Varishtha Pension Bima Yojana – VPBY: Operated by LIC, the scheme offers 9% rate of interest for 10 years.

Employees Provident Fund – EPF: The popular scheme provides an assured interest of 8.25% p.a.

Senior Citizens Savings Scheme-SCSS: Offered by banks and post offices, the RoI on SCSS is 8% p.a.

Pradhan Mantri Vaya Vandana Yojana – PMVVY: The scheme under LIC provides an RoI of 7.40% p.a.

National Pension System -NPS: The market-based product offers returns based on the fund performance.

Atal Pension Yojana – APY: Best for low-income groups aged between 18-40 years to build retirement corpus.

Indira Gandhi National Old Age Pension Scheme: For BPL citizens to earn pension without contribution.

Varishtha Pension Bima Yojana - VPBY

Varishtha Pension Bima Yojana is a central-guaranteed pension scheme for elderly Indian citizens operated by the Life Insurance Corporation of India (LIC). As per the government, the VPBY scheme will provide subscribers a guaranteed rate of 9% per annum (payable monthly) on lump sum deposits.

  • Account Type
    For citizens aged 60 years and above.
  • Investment
    In the VPBY pension scheme, the policyholder deposits a lump-sum amount for a lock-in period of 15 years to receive the pension either monthly, quarterly, half-yearly, or yearly from the date of purchase of a policy.
  • Withdrawal
    Varishtha Pension Bima Yojana funds can be withdrawn or claimed under following circumstances:
    Pensioner’s death: A nominee of the pensioner will receive the purchase price upon submission of a discharge form with an original copy of the policy document, proof of title, proof of death to the corporation within 90 days of the policyholder’s death.
    Benefit payable on surrender: The pensioner will receive 98% of the value of purchase upon premature exit after the completion of 15 years. However, during emergencies upon submission of related documents, 98% of the value of purchase can be withdrawn before 15 years.
  • Return on Investment
    The scheme currently provides an assured interest of 9% per annum, the amount which is deposited monthly into the policyholders’ account. Total amount of pension under the policy should not exceed INR 60,000 per annum. The scheme allows beneficiaries with an option to opt for pension on a monthly, quarterly, half yearly and annual basis.
  • Loan Benefit
    Policy allows beneficiaries to obtain 75% of purchase price as loan after the completion of three policy years from date of joining the VPBY scheme.
  • Tax Benefit
    VPBY scheme subscribers can avail of income tax benefit on the purchase price under Section 80CCC of the Income Tax Act.
  • How to Apply
    Application forms to open a VPBY pension scheme account can be submitted online via the official website of the LIC, or can be procured physically from the LIC branch upon submission of documents related to proof of age, proof of identification, etc.

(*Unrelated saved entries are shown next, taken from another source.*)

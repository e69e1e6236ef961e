//! Bounded trail of engine events for on-screen debugging.

use std::collections::VecDeque;

/// Entries kept before the oldest is evicted
pub const DEFAULT_DEBUG_CAPACITY: usize = 50;

/// Longest token preview stored in an entry
const PREVIEW_CHARS: usize = 40;

/// Fixed-capacity, oldest-first event trail
#[derive(Clone, Debug)]
pub struct DebugLog {
    entries: VecDeque<String>,
    capacity: usize,
}

impl Default for DebugLog {
    fn default() -> Self {
        Self::with_capacity(DEFAULT_DEBUG_CAPACITY)
    }
}

impl DebugLog {
    /// Create a trail holding at most `capacity` entries
    #[must_use]
    pub fn with_capacity(capacity: usize) -> Self {
        Self {
            entries: VecDeque::with_capacity(capacity),
            capacity,
        }
    }

    /// Record `[tag] detail`, evicting the oldest entry when full
    pub fn push(&mut self, tag: &str, detail: impl std::fmt::Display) {
        if self.capacity == 0 {
            return;
        }
        if self.entries.len() == self.capacity {
            self.entries.pop_front();
        }
        self.entries.push_back(format!("[{tag}] {detail}"));
    }

    /// Entries, oldest first
    pub fn entries(&self) -> impl Iterator<Item = &str> {
        self.entries.iter().map(String::as_str)
    }

    /// Number of entries held
    #[must_use]
    pub fn len(&self) -> usize {
        self.entries.len()
    }

    /// Whether the trail is empty
    #[must_use]
    pub fn is_empty(&self) -> bool {
        self.entries.is_empty()
    }

    /// Drop every entry
    pub fn clear(&mut self) {
        self.entries.clear();
    }
}

/// Shorten text for a log line
#[must_use]
pub fn preview(text: &str) -> String {
    let mut chars = text.chars();
    let head: String = chars.by_ref().take(PREVIEW_CHARS).collect();
    if chars.next().is_some() {
        format!("{head}…")
    } else {
        head
    }
}

#[cfg(test)]
mod tests {
    use super::*;

    #[test]
    fn test_evicts_oldest() {
        let mut log = DebugLog::with_capacity(2);
        log.push("a", 1);
        log.push("b", 2);
        log.push("c", 3);
        let entries: Vec<_> = log.entries().collect();
        assert_eq!(entries, vec!["[b] 2", "[c] 3"]);
    }

    #[test]
    fn test_default_capacity() {
        let mut log = DebugLog::default();
        for i in 0..60 {
            log.push("evt", i);
        }
        assert_eq!(log.len(), DEFAULT_DEBUG_CAPACITY);
        assert_eq!(log.entries().next(), Some("[evt] 10"));
    }

    #[test]
    fn test_preview_truncates_on_char_boundary() {
        let long = "é".repeat(50);
        let short = preview(&long);
        assert_eq!(short.chars().count(), PREVIEW_CHARS + 1);
        assert!(short.ends_with('…'));
        assert_eq!(preview("short"), "short");
    }
}
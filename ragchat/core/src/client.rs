//! RAG Backend Client
//!
//! Thin `reqwest` wrapper around the three backend endpoints the chat client
//! uses:
//!
//! - `POST {stream_path}` - start a streaming query, body is consumed by the engine
//! - `GET {datasets_path}` - list searchable datasets
//! - `GET {health_path}` - liveness probe
//!
//! The streaming call returns as soon as response headers arrive; the body is
//! handed out as an [`HttpStreamSource`] and read chunk by chunk by
//! [`StreamEngine::run`](crate::engine::StreamEngine::run).

use futures::stream::BoxStream;
use futures::StreamExt;
use serde::{Deserialize, Serialize};
use thiserror::Error;

use crate::config::ClientConfig;
use crate::messages::{ConversationId, Dataset, MessageRole};
use crate::source::{ByteStreamSource, SourceError};

/// Stream source over an HTTP response body
pub type HttpStreamSource = ByteStreamSource<BoxStream<'static, Result<Vec<u8>, reqwest::Error>>>;

/// Errors from non-streaming backend calls
#[derive(Debug, Error)]
pub enum ClientError {
    /// Connection, timeout or protocol failure
    #[error("HTTP request failed: {0}")]
    Http(#[from] reqwest::Error),

    /// Non-success status
    #[error("backend returned {status}: {body}")]
    Status {
        /// HTTP status code
        status: u16,
        /// Response body, possibly empty
        body: String,
    },

    /// Response body did not have the expected shape
    #[error("unexpected response body: {0}")]
    Decode(String),
}

/// One prior turn forwarded with a query
#[derive(Clone, Debug, PartialEq, Eq, Serialize)]
pub struct HistoryEntry {
    /// Sender
    pub role: MessageRole,
    /// Text
    pub content: String,
}

/// Body of a streaming query
#[derive(Clone, Debug, PartialEq, Eq, Serialize)]
pub struct ChatRequest {
    /// User query
    pub query: String,
    /// Dataset to search
    pub index_name: String,
    /// Documents retrieved
    pub top_k: u32,
    /// Conversation turns
    pub messages: Vec<HistoryEntry>,
    /// Conversation to continue
    #[serde(skip_serializing_if = "Option::is_none")]
    pub conversation_id: Option<ConversationId>,
    /// Ask for reasoning tokens
    pub include_thinking: bool,
}

impl ChatRequest {
    /// Query against a dataset, with the query as the only history entry
    pub fn new(query: impl Into<String>, index_name: impl Into<String>) -> Self {
        let query = query.into();
        Self {
            messages: vec![HistoryEntry {
                role: MessageRole::User,
                content: query.clone(),
            }],
            query,
            index_name: index_name.into(),
            top_k: 3,
            conversation_id: None,
            include_thinking: false,
        }
    }

    /// Set retrieval depth
    #[must_use]
    pub fn with_top_k(mut self, top_k: u32) -> Self {
        self.top_k = top_k;
        self
    }

    /// Continue an existing conversation
    #[must_use]
    pub fn with_conversation_id(mut self, id: Option<ConversationId>) -> Self {
        self.conversation_id = id;
        self
    }

    /// Request reasoning tokens
    #[must_use]
    pub fn with_include_thinking(mut self, include: bool) -> Self {
        self.include_thinking = include;
        self
    }
}

#[derive(Debug, Deserialize)]
struct DatasetsResponse {
    #[serde(default)]
    datasets: Vec<Dataset>,
}

/// Backend client
#[derive(Clone, Debug)]
pub struct RagClient {
    config: ClientConfig,
    http_client: reqwest::Client,
}

impl RagClient {
    /// Build a client from resolved configuration
    ///
    /// # Errors
    ///
    /// Fails if the TLS backend cannot be initialised.
    pub fn new(config: ClientConfig) -> Result<Self, ClientError> {
        let http_client = reqwest::Client::builder()
            .connect_timeout(config.connect_timeout)
            .build()?;
        Ok(Self {
            config,
            http_client,
        })
    }

    /// Configuration in use
    #[must_use]
    pub fn config(&self) -> &ClientConfig {
        &self.config
    }

    /// Start a query from configured defaults
    #[must_use]
    pub fn request(&self, query: &str, dataset: &str) -> ChatRequest {
        ChatRequest::new(query, dataset)
            .with_top_k(self.config.top_k)
            .with_include_thinking(self.config.include_thinking)
    }

    /// Send a streaming query and hand back its body
    ///
    /// No overall timeout is applied; the stream lasts as long as the backend
    /// keeps it open.
    ///
    /// # Errors
    ///
    /// [`SourceError::Request`] if the request could not be sent,
    /// [`SourceError::Status`] on a non-success status.
    pub async fn stream_chat(&self, request: &ChatRequest) -> Result<HttpStreamSource, SourceError> {
        let url = self.config.endpoint(&self.config.stream_path);
        tracing::debug!(
            %url,
            index_name = %request.index_name,
            top_k = request.top_k,
            conversation_id = ?request.conversation_id,
            "Sending streaming query"
        );

        let response = self
            .http_client
            .post(&url)
            .header(reqwest::header::ACCEPT, "text/event-stream")
            .json(request)
            .send()
            .await
            .map_err(|e| SourceError::Request(e.to_string()))?;

        if !response.status().is_success() {
            let status = response.status().as_u16();
            let body = response.text().await.unwrap_or_default();
            return Err(SourceError::Status { status, body });
        }

        let body = response
            .bytes_stream()
            .map(|chunk| chunk.map(|bytes| bytes.to_vec()))
            .boxed();
        Ok(ByteStreamSource::new(body))
    }

    /// List datasets offered by the backend
    ///
    /// # Errors
    ///
    /// Transport failures, non-success statuses and undecodable bodies.
    pub async fn list_datasets(&self) -> Result<Vec<Dataset>, ClientError> {
        let url = self.config.endpoint(&self.config.datasets_path);
        let response = self
            .http_client
            .get(&url)
            .timeout(self.config.request_timeout)
            .send()
            .await?;

        if !response.status().is_success() {
            let status = response.status().as_u16();
            let body = response.text().await.unwrap_or_default();
            return Err(ClientError::Status { status, body });
        }

        let text = response.text().await?;
        let datasets = parse_datasets(&text)?;
        tracing::debug!(count = datasets.len(), "Datasets listed");
        Ok(datasets)
    }

    /// Whether the backend answers its health endpoint with a 2xx
    pub async fn health_check(&self) -> bool {
        let url = self.config.endpoint(&self.config.health_path);
        match self
            .http_client
            .get(&url)
            .timeout(self.config.request_timeout)
            .send()
            .await
        {
            Ok(response) => response.status().is_success(),
            Err(e) => {
                tracing::debug!(error = %e, "Health check failed");
                false
            }
        }
    }
}

fn parse_datasets(body: &str) -> Result<Vec<Dataset>, ClientError> {
    serde_json::from_str::<DatasetsResponse>(body)
        .map(|r| r.datasets)
        .map_err(|e| ClientError::Decode(e.to_string()))
}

Employees Provident Fund - EPF

Account Type

Employees Provident Fund (EPF) is a monetary scheme for all salaried individuals earning more than INR 10,000 per month. The scheme under the Ministry of Labour and Employment provides an assured interest of 8.25% per annum.

Investment

In EPF, a share of the amount is contributed by the employer as well as an employee on a monthly basis. Employees contribute 12% (or, INR 1800 fixed amount) and the employer will match and deposit 12% from their end.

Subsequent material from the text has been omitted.